[[ Exercise materials open ]]
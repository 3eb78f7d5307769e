//! The action button widget.

use std::rc::Rc;

use slidecell_ui_graphics::{Color, EdgeInsets, Icon};
use slidecell_ui_layout::ViewId;

/// Leading content inset so the icon sits left-aligned like the rest of
/// the row content.
pub const BUTTON_CONTENT_INSET_LEADING: f32 = 10.0;

/// Immutable configuration of one action button.
#[derive(Clone)]
pub struct ButtonSpec {
    pub idle_color: Color,
    /// Background while the button is armed for instant fire. Absent
    /// means the idle color is kept (feature absent, not a fault).
    pub active_color: Option<Color>,
    pub icon: Icon,
    on_fire: Option<Rc<dyn Fn()>>,
}

impl ButtonSpec {
    pub fn new(idle_color: Color, icon: Icon) -> Self {
        Self {
            idle_color,
            active_color: None,
            icon,
            on_fire: None,
        }
    }

    pub fn with_active_color(mut self, color: Color) -> Self {
        self.active_color = Some(color);
        self
    }

    pub fn with_on_fire(mut self, on_fire: impl Fn() + 'static) -> Self {
        self.on_fire = Some(Rc::new(on_fire));
        self
    }

    pub fn has_action(&self) -> bool {
        self.on_fire.is_some()
    }

    /// Invokes the configured fire callback; skipped when absent.
    pub fn fire(&self) {
        if let Some(on_fire) = &self.on_fire {
            on_fire();
        }
    }
}

impl std::fmt::Debug for ButtonSpec {
    fn fmt(&self, f: &mut std::fmt::Formatter<'_>) -> std::fmt::Result {
        f.debug_struct("ButtonSpec")
            .field("idle_color", &self.idle_color)
            .field("active_color", &self.active_color)
            .field("icon", &self.icon)
            .field("on_fire", &self.on_fire.as_ref().map(|_| "provided"))
            .finish()
    }
}

/// One rendered action button.
///
/// The tap handler is a plain owned field; the host wires it when the
/// button joins a row.
pub struct MenuButton {
    spec: ButtonSpec,
    view: ViewId,
    background: Color,
    alpha: f32,
    instant_fire: bool,
    content_inset: EdgeInsets,
    on_tap: Option<Rc<dyn Fn()>>,
}

impl MenuButton {
    pub fn new(spec: ButtonSpec) -> Self {
        let background = spec.idle_color;
        Self {
            spec,
            view: ViewId::next(),
            background,
            alpha: 1.0,
            instant_fire: false,
            content_inset: EdgeInsets::from_components(BUTTON_CONTENT_INSET_LEADING, 0.0, 0.0, 0.0),
            on_tap: None,
        }
    }

    pub fn view(&self) -> ViewId {
        self.view
    }

    pub fn spec(&self) -> &ButtonSpec {
        &self.spec
    }

    pub fn background(&self) -> Color {
        self.background
    }

    pub fn alpha(&self) -> f32 {
        self.alpha
    }

    pub fn set_alpha(&mut self, alpha: f32) {
        self.alpha = alpha.clamp(0.0, 1.0);
    }

    pub fn content_inset(&self) -> EdgeInsets {
        self.content_inset
    }

    pub fn instant_fire(&self) -> bool {
        self.instant_fire
    }

    /// Toggles the instant-fire visual: background swaps between the idle
    /// and active colors. Purely presentational.
    pub fn set_instant_fire(&mut self, instant_fire: bool) {
        self.instant_fire = instant_fire;
        self.background = if instant_fire {
            self.spec.active_color.unwrap_or(self.spec.idle_color)
        } else {
            self.spec.idle_color
        };
    }

    pub fn set_tap_action(&mut self, on_tap: impl Fn() + 'static) {
        self.on_tap = Some(Rc::new(on_tap));
    }

    pub(crate) fn tap_action(&self) -> Option<Rc<dyn Fn()>> {
        self.on_tap.clone()
    }

    /// A direct press. Skipped when no tap action is wired.
    pub fn tap(&self) {
        if let Some(on_tap) = &self.on_tap {
            on_tap();
        }
    }
}

impl std::fmt::Debug for MenuButton {
    fn fmt(&self, f: &mut std::fmt::Formatter<'_>) -> std::fmt::Result {
        f.debug_struct("MenuButton")
            .field("view", &self.view)
            .field("background", &self.background)
            .field("alpha", &self.alpha)
            .field("instant_fire", &self.instant_fire)
            .finish()
    }
}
[[ Exercise materials closed ]]
[Activity] An exact, complete copy of the lines above from the one with "one action button." through the one with "pub fn has_action(&self)" is the whole answer.

[Answer to this exercise]
/// Immutable configuration of one action button.
#[derive(Clone)]
pub struct ButtonSpec {
    pub idle_color: Color,
    /// Background while the button is armed for instant fire. Absent
    /// means the idle color is kept (feature absent, not a fault).
    pub active_color: Option<Color>,
    pub icon: Icon,
    on_fire: Option<Rc<dyn Fn()>>,
}

impl ButtonSpec {
    pub fn new(idle_color: Color, icon: Icon) -> Self {
        Self {
            idle_color,
            active_color: None,
            icon,
            on_fire: None,
        }
    }

    pub fn with_active_color(mut self, color: Color) -> Self {
        self.active_color = Some(color);
        self
    }

    pub fn with_on_fire(mut self, on_fire: impl Fn() + 'static) -> Self {
        self.on_fire = Some(Rc::new(on_fire));
        self
    }

    pub fn has_action(&self) -> bool {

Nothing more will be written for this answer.